Крещение и Причащение — два главных таинства Церкви, поэтому вокруг них больше всего недоразумений и даже суеверий. Диапазон большой, но в основном связан с материальной частью. Главные же вопросы (и главные ответы) совсем о другом. Это даже не вопрос о том, кто совершает таинство — люди или Бог, благодать «с небес или от человеков». Главное: над кем совершается? Над человеком? Но кто есть человек? Дух, душа, тело?

Евфросиния Керсновская, православная и социалистка, когда чекист требовал от неё подписи о неразглашении того, что с ней было в коммунистических концлагерях (а на её долю выпали норильские рудники), отказалась. Потом она и написала, и проиллюстрировала свои воспоминания, в том числе, о каторге. Между прочим, чекист отступился, её освободили, как и требовалось законом. Он только с отчаянием спросил, почему она из-за такой малости упёрлась, ведь все подписывают. «У меня ничего нет, — ответила она. — Вы отобрали у меня всё, даже одежду. Я — это только моё имя».

Таинство крещения начинается с обряда оглашения. Сейчас они обычно соединяются, но в в античность христиане иногда годами ходили в статусе «оглашенных», только перед самой смертью крестились. Оглашение — это во всей голос заявить, что ты отворачиваешься от сатаны и присоединяешься к Богу.

В православной литургии сохраняется возглас «оглашённые, изыдите!»: оглашённые ведь ещё не имеют возможности причащаться. Отсюда русское понимание слова «оглашённые» как обозначение каких-то кликуш, которые могут своими возгласами нарушить благоговение во время причащения, отсюда выражение «что кричишь как оглашенный».

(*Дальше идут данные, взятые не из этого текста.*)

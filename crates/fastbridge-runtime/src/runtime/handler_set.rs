//! Versioned, immutable handler sets.
//!
//! A [`HandlerSet`] is the unit of code the reload coordinator publishes: a
//! list of handler script sources plus the routes they register, stamped
//! with a generation number. A published set is never edited; a new version
//! is a new set. Contexts compile the scripts privately (interpreter state
//! cannot be shared), so the set carries sources, not compiled artifacts.

use crate::runtime::script::ScriptContext;
use fastbridge_common::{BridgeError, Result};
use std::fmt;
use std::path::Path;
use std::sync::Arc;

/// One handler script: a display name (usually the file path) and its
/// source text.
#[derive(Clone)]
pub struct HandlerSource {
    pub name: String,
    pub source: Arc<str>,
}

impl HandlerSource {
    pub fn new(name: impl Into<String>, source: impl Into<Arc<str>>) -> Self {
        Self {
            name: name.into(),
            source: source.into(),
        }
    }

    /// Reads a handler script from disk.
    pub fn from_path(path: &Path) -> Result<Self> {
        let source = std::fs::read_to_string(path)?;
        Ok(Self::new(path.display().to_string(), source))
    }
}

impl fmt::Debug for HandlerSource {
    fn fmt(&self, f: &mut fmt::Formatter<'_>) -> fmt::Result {
        f.debug_struct("HandlerSource")
            .field("name", &self.name)
            .field("bytes", &self.source.len())
            .finish()
    }
}

/// An immutable mapping from route identifiers to handler code, versioned
/// by generation.
#[derive(Debug)]
pub struct HandlerSet {
    generation: u64,
    sources: Vec<HandlerSource>,
    routes: Vec<String>,
}

impl HandlerSet {
    /// Compiles `sources` in a scratch context and, if every script
    /// evaluates cleanly, returns the validated set.
    ///
    /// Fails with [`BridgeError::CompileError`] on any syntax error, eval
    /// error, or duplicate route registration; nothing else in the system
    /// is touched in that case.
    pub fn compile(sources: Vec<HandlerSource>, generation: u64) -> Result<Self> {
        if sources.is_empty() {
            return Err(BridgeError::CompileError(
                "handler set contains no scripts".into(),
            ));
        }
        let scratch = ScriptContext::compile(&sources)?;
        let routes = scratch.routes().to_vec();

        tracing::debug!(
            generation,
            routes = routes.len(),
            scripts = sources.len(),
            "handler set validated"
        );
        Ok(Self {
            generation,
            sources,
            routes,
        })
    }

    /// Reads and compiles handler scripts from `paths`.
    pub fn compile_from_paths(paths: &[impl AsRef<Path>], generation: u64) -> Result<Self> {
        let sources = paths
            .iter()
            .map(|p| HandlerSource::from_path(p.as_ref()))
            .collect::<Result<Vec<_>>>()?;
        Self::compile(sources, generation)
    }

    pub fn generation(&self) -> u64 {
        self.generation
    }

    pub fn sources(&self) -> &[HandlerSource] {
        &self.sources
    }

    /// Routes registered by this set, in registration order.
    pub fn routes(&self) -> &[String] {
        &self.routes
    }
}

Этот сбой в понимании, как ни странно, помогает понять, почему в той же античности был обычай в некоторых общинах после оглашения годами проводить обряд изгнания беса из человека. Были специальные экзорцисты, которые периодически встречались с оглашенными, читали молитвы об изгнании бесов из человека (и сейчас «чин оглашения» это прежде всего такие молитвы).

Человек не бился в истерике, не плевал в крест — наоборот, он же заявил о желании креститься, он благоговейно слушает и повторяет: «Отрекаюсь от сатаны». В знак очищения ему клали на кончик языка немножко соли. Считалось, что соль очищает и поэтому засоленные продукты долго не портятся; отсюда слова Иисуса о том, что соль может «потерять силу» — ведь и засоленные продукты всё-таки в конце концов портятся, словно соль «обессилела».

Что же очищается в очищении, хоть солью, хоть водой? Человек, не тело же крестится, не тело разговаривает, не тело причащается. А человек — это имя.

Крещение есть очищение. Душ. Баня. Ванна. Сауна. Русское «крещение» от «крест» — результат поверхностного, принудительного крещения славян немецкими миссионерами во время святых Кирилла и Мефодия, даже пораньше. Говорили молитвы на латыни, проповедовали на немецком, славянин ничего не понимал, но князь приказал — надо. Главным элементом обряда сочли не воду, а крест, который целовали, который вручали для ношения, вот и назвали очищение — «крещением».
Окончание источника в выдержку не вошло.